WILMINGTON, NC - One of the first attempts at restoring the health of Atlantic coral reefs gets underway as early as Friday, July 27, when the first ever laboratory-raised sea urchins will be released on an experimental site at Little Grecian Reef in a Florida Keys National Marine Sanctuary. The sea urchins are critical to coral reef renewal because they eat coral-smothering algae.
This pioneering effort is the first phase of an innovative research effort on the part of scientists from two universities and a federal agency who will next attempt to re-seed the reef with lab-cultured coral larvae.
Coral reefs throughout the Caribbean and Florida have undergone major degradation over the past two decades. Among the causes of decline are the loss of a previously abundant, grazing sea urchin, Diadema antillarum, in 1983, followed a few years later by increasing losses of live coral cover due to elevated seawater temperatures that cause corals to turn stark white before dying. This phenomenon, known as coral bleaching, is thought by some to be one of the first early-warning signs of global warming.
The black long-spined sea urchin Diadema was almost wiped out over a one-year period starting in 1983 by an epidemic disease that killed 95 percent of the population throughout the entire region. Since then, as corals have died due to bleaching, storm damage, predation, ship groundings and diseases, they have left more reef substrate open for reef algae to grow on.
Without the large numbers of sea urchins to graze the algae down, the reef substrate has become progressively overgrown by fleshy seaweeds instead of the short turfs and crustose coralline algae that characterize healthy, heavily grazed coral reefs. The thick cover of seaweeds has prevented tiny coral larvae from recolonizing the reef substrate. Diadema has begun to recover in some locations in the Caribbean and these locations are beginning to show signs of reduced algal cover. It is hoped that coral recovery will soon follow. But so far Diadema shows little evidence of returning to the coral reefs of the Florida Keys, which have lost 50 percent or more of their coral cover over the last 10 years.
Scientists from the University of Miami, the University of North Carolina at Wilmington, and the National Oceanic and Atmospheric Administration (NOAA) Southeast Fisheries Science Center are working to reverse this dire situation. For corals to recolonize the reef, first the substrate must be appropriate for them to grow on, and this means helping Diadema make a comeback.

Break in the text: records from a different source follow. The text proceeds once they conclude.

// Validation module
// Pure checks on user text, uploaded files and decoded image geometry

use crate::config::Config;
use crate::error::ValidationError;
use crate::image_loader::ImageFile;

/// Validators bound to a configuration
#[derive(Debug, Clone, Copy)]
pub struct Validator<'a> {
    config: &'a Config,
}

impl<'a> Validator<'a> {
    pub fn new(config: &'a Config) -> Self {
        Self { config }
    }

    /// Text must be non-blank and at most `max_text_length` characters once trimmed
    pub fn validate_text(&self, text: &str) -> Result<(), ValidationError> {
        let trimmed = text.trim();
        if trimmed.is_empty() {
            return Err(ValidationError::EmptyText);
        }

        let max = self.config.validation.max_text_length;
        if trimmed.chars().count() > max {
            return Err(ValidationError::TextTooLong { max });
        }
        Ok(())
    }

    pub fn validate_image_file(&self, file: Option<&ImageFile>) -> Result<(), ValidationError> {
        let file = file.ok_or(ValidationError::NoFile)?;

        let supported = &self.config.validation.supported_image_types;
        if !supported.iter().any(|mime| mime == &file.mime) {
            return Err(ValidationError::UnsupportedType {
                mime: file.mime.clone(),
            });
        }

        if file.size() > self.config.max_logo_bytes() {
            return Err(ValidationError::FileTooLarge {
                max_mb: self.config.logo.max_size_mb,
            });
        }
        Ok(())
    }

    /// Width/height ratio must lie within the configured bounds, inclusive
    pub fn validate_image_dimensions(&self, width: u32, height: u32) -> Result<(), ValidationError> {
        if height == 0 {
            return Err(ValidationError::NotSquare { ratio: f64::INFINITY });
        }

        let ratio = width as f64 / height as f64;
        let logo = &self.config.logo;
        if ratio < logo.min_aspect_ratio || ratio > logo.max_aspect_ratio {
            return Err(ValidationError::NotSquare { ratio });
        }
        Ok(())
    }

    /// Download edge must lie within the configured bounds
    pub fn validate_resolution(&self, size: u32) -> Result<(), ValidationError> {
        let canvas = &self.config.canvas;
        if size < canvas.min_download_size || size > canvas.max_download_size {
            return Err(ValidationError::InvalidResolution(size));
        }
        Ok(())
    }
}

#[cfg(test)]
mod tests {
    use super::*;
    use crate::image_loader::{MIME_JPEG, MIME_PNG, MIME_SVG};

    fn file(mime: &str, size: usize) -> ImageFile {
        ImageFile::new("logo", mime, vec![0; size])
    }

    #[test]
    fn test_text_bounds() {
        let config = Config::default();
        let v = Validator::new(&config);

        assert!(v.validate_text("a").is_ok());
        assert!(v.validate_text(&"x".repeat(2000)).is_ok());
        assert_eq!(v.validate_text(""), Err(ValidationError::EmptyText));
        assert_eq!(v.validate_text("   \n\t"), Err(ValidationError::EmptyText));
        assert_eq!(
            v.validate_text(&"x".repeat(2001)),
            Err(ValidationError::TextTooLong { max: 2000 })
        );
    }

    #[test]
    fn test_text_length_counts_characters_not_bytes() {
        let config = Config::default();
        assert!(Validator::new(&config).validate_text(&"é".repeat(2000)).is_ok());
    }

    #[test]
    fn test_file_type_checked_before_size() {
        let config = Config::default();
        let v = Validator::new(&config);

        for mime in ["image/gif", "text/plain", "image/webp"] {
            for size in [0, 10, 3 * 1024 * 1024] {
                assert!(matches!(
                    v.validate_image_file(Some(&file(mime, size))),
                    Err(ValidationError::UnsupportedType { .. })
                ));
            }
        }
    }

    #[test]
    fn test_file_size_limit() {
        let config = Config::default();
        let v = Validator::new(&config);

        assert!(v.validate_image_file(Some(&file(MIME_PNG, 2 * 1024 * 1024))).is_ok());
        assert!(v.validate_image_file(Some(&file(MIME_SVG, 100))).is_ok());
        assert!(matches!(
            v.validate_image_file(Some(&file(MIME_JPEG, 2 * 1024 * 1024 + 1))),
            Err(ValidationError::FileTooLarge { .. })
        ));
        assert_eq!(v.validate_image_file(None), Err(ValidationError::NoFile));
    }

    #[test]
    fn test_aspect_ratio_boundaries_are_inclusive() {
        let config = Config::default();
        let v = Validator::new(&config);

        assert!(v.validate_image_dimensions(100, 200).is_ok());
        assert!(v.validate_image_dimensions(200, 100).is_ok());
        assert!(v.validate_image_dimensions(512, 512).is_ok());
        assert!(v.validate_image_dimensions(99, 200).is_err());
        assert!(v.validate_image_dimensions(201, 100).is_err());
        assert!(v.validate_image_dimensions(10, 0).is_err());
    }

    #[test]
    fn test_resolution_bounds() {
        let config = Config::default();
        let v = Validator::new(&config);

        assert!(v.validate_resolution(600).is_ok());
        assert!(v.validate_resolution(4096).is_ok());
        assert_eq!(v.validate_resolution(0), Err(ValidationError::InvalidResolution(0)));
        assert!(v.validate_resolution(10_000).is_err());
    }
}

Tom Capo, director of the Experimental Fish Hatchery at the University of Miami's Rosenstiel School of Marine and Atmospheric Science, has worked out the life cycle of the sea urchin and is now working on mass-culturing them for restoration. The first batch of laboratory-raised juvenile sea urchins will be released to an experimental site on Little Grecian Reef offshore of Key Largo, FL later this week. Margaret Miller, from NOAA's Southeast Fisheries Science Center, will lead a group of students and technicians from the University of North Carolina at Wilmington (UNCW) and University of Miami to monitor the behavior and health of the newly released sea urchins.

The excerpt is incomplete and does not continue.